Saved data entries
*** Begin section ***

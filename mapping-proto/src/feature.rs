//! Feature-report codec for the configuration interface.
//!
//! GET_REPORT returns the live record image with the report ID forced into
//! byte 0. SET_REPORT carries a full 64-byte image, of which only the two
//! mapping tables are honored; framing, checksum and reserved bytes in the
//! host's payload are ignored and re-stamped on save.

use crate::record::{
    MappingRecord, NORMAL_TABLE_OFFSET, RECORD_LEN, RECORD_REPORT_ID, SPECIAL_TABLE_OFFSET,
    TABLE_LEN,
};

/// Mapping tables extracted from a SET_REPORT payload.
#[derive(Clone, Copy, Debug, PartialEq, Eq)]
#[cfg_attr(feature = "defmt", derive(defmt::Format))]
pub struct TableUpdate {
    pub normal: [u8; TABLE_LEN],
    pub special: [u8; TABLE_LEN],
}

/// Extract the mapping tables from a SET_REPORT payload.
///
/// Returns `None` for payloads shorter than [`RECORD_LEN`]; extra trailing
/// bytes are ignored, the table offsets are fixed.
#[must_use]
pub fn decode_set_report(payload: &[u8]) -> Option<TableUpdate> {
    if payload.len() < RECORD_LEN {
        return None;
    }
    let mut normal = [0u8; TABLE_LEN];
    let mut special = [0u8; TABLE_LEN];
    normal.copy_from_slice(&payload[NORMAL_TABLE_OFFSET..NORMAL_TABLE_OFFSET + TABLE_LEN]);
    special.copy_from_slice(&payload[SPECIAL_TABLE_OFFSET..SPECIAL_TABLE_OFFSET + TABLE_LEN]);
    Some(TableUpdate { normal, special })
}

/// Write the GET_REPORT payload for `record` into `buf`.
///
/// Returns the payload length, or `None` if `buf` is shorter than
/// [`RECORD_LEN`].
#[must_use]
pub fn encode_get_report(record: &MappingRecord, buf: &mut [u8]) -> Option<usize> {
    let out = buf.get_mut(..RECORD_LEN)?;
    out.copy_from_slice(record.as_bytes());
    out[0] = RECORD_REPORT_ID;
    Some(RECORD_LEN)
}

#[cfg(test)]
mod tests {
    use super::*;
    use crate::crc::record_checksum;
    use crate::record::CHECKSUM_OFFSET;

    #[test]
    fn test_decode_rejects_short_payloads() {
        assert_eq!(decode_set_report(&[]), None);
        assert_eq!(decode_set_report(&[0u8; RECORD_LEN - 1]), None);
    }

    #[test]
    fn test_decode_reads_tables_at_fixed_offsets() {
        let mut payload = [0u8; RECORD_LEN];
        payload[NORMAL_TABLE_OFFSET..NORMAL_TABLE_OFFSET + TABLE_LEN]
            .copy_from_slice(&[8, 7, 6, 5, 4, 3, 2, 1]);
        payload[SPECIAL_TABLE_OFFSET..SPECIAL_TABLE_OFFSET + TABLE_LEN]
            .copy_from_slice(&[11, 11, 11, 11, 14, 14, 14, 14]);

        let update = decode_set_report(&payload).unwrap();
        assert_eq!(update.normal, [8, 7, 6, 5, 4, 3, 2, 1]);
        assert_eq!(update.special, [11, 11, 11, 11, 14, 14, 14, 14]);
    }

    #[test]
    fn test_decode_ignores_trailing_bytes() {
        let mut payload = [0xEEu8; RECORD_LEN + 1];
        payload[NORMAL_TABLE_OFFSET..NORMAL_TABLE_OFFSET + TABLE_LEN]
            .copy_from_slice(&[1, 1, 1, 1, 1, 1, 1, 1]);
        payload[SPECIAL_TABLE_OFFSET..SPECIAL_TABLE_OFFSET + TABLE_LEN]
            .copy_from_slice(&[2, 2, 2, 2, 2, 2, 2, 2]);

        let update = decode_set_report(&payload).unwrap();
        assert_eq!(update.normal, [1; TABLE_LEN]);
        assert_eq!(update.special, [2; TABLE_LEN]);
    }

    #[test]
    fn test_encode_round_trips_through_decode() {
        let mut record = MappingRecord::factory_default();
        record.set_tables(&[3; TABLE_LEN], &[12; TABLE_LEN]);

        let mut buf = [0u8; RECORD_LEN];
        assert_eq!(encode_get_report(&record, &mut buf), Some(RECORD_LEN));

        let update = decode_set_report(&buf).unwrap();
        assert_eq!(update.normal, record.normal_table());
        assert_eq!(update.special, record.special_table());
    }

    #[test]
    fn test_encode_forces_report_id_byte() {
        // Build a valid image whose byte 0 is nonzero, as an older writer
        // might have left it.
        let mut bytes = *MappingRecord::factory_default().as_bytes();
        bytes[0] = 0x55;
        bytes[CHECKSUM_OFFSET] = record_checksum(&bytes);
        let record = MappingRecord::from_bytes(bytes).unwrap();

        let mut buf = [0xFFu8; RECORD_LEN];
        assert_eq!(encode_get_report(&record, &mut buf), Some(RECORD_LEN));
        assert_eq!(buf[0], RECORD_REPORT_ID);
        assert_eq!(buf[1..], record.as_bytes()[1..]);
    }

    #[test]
    fn test_encode_rejects_short_buffer() {
        let record = MappingRecord::factory_default();
        let mut buf = [0u8; RECORD_LEN - 1];
        assert_eq!(encode_get_report(&record, &mut buf), None);
    }
}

*** End section ***

Exercise objective => Which lines of the records above hold the word "image"? Copy each one out.

Output of the exercise =>
//! GET_REPORT returns the live record image with the report ID forced into
//! byte 0. SET_REPORT carries a full 64-byte image, of which only the two
        // Build a valid image whose byte 0 is nonzero, as an older writer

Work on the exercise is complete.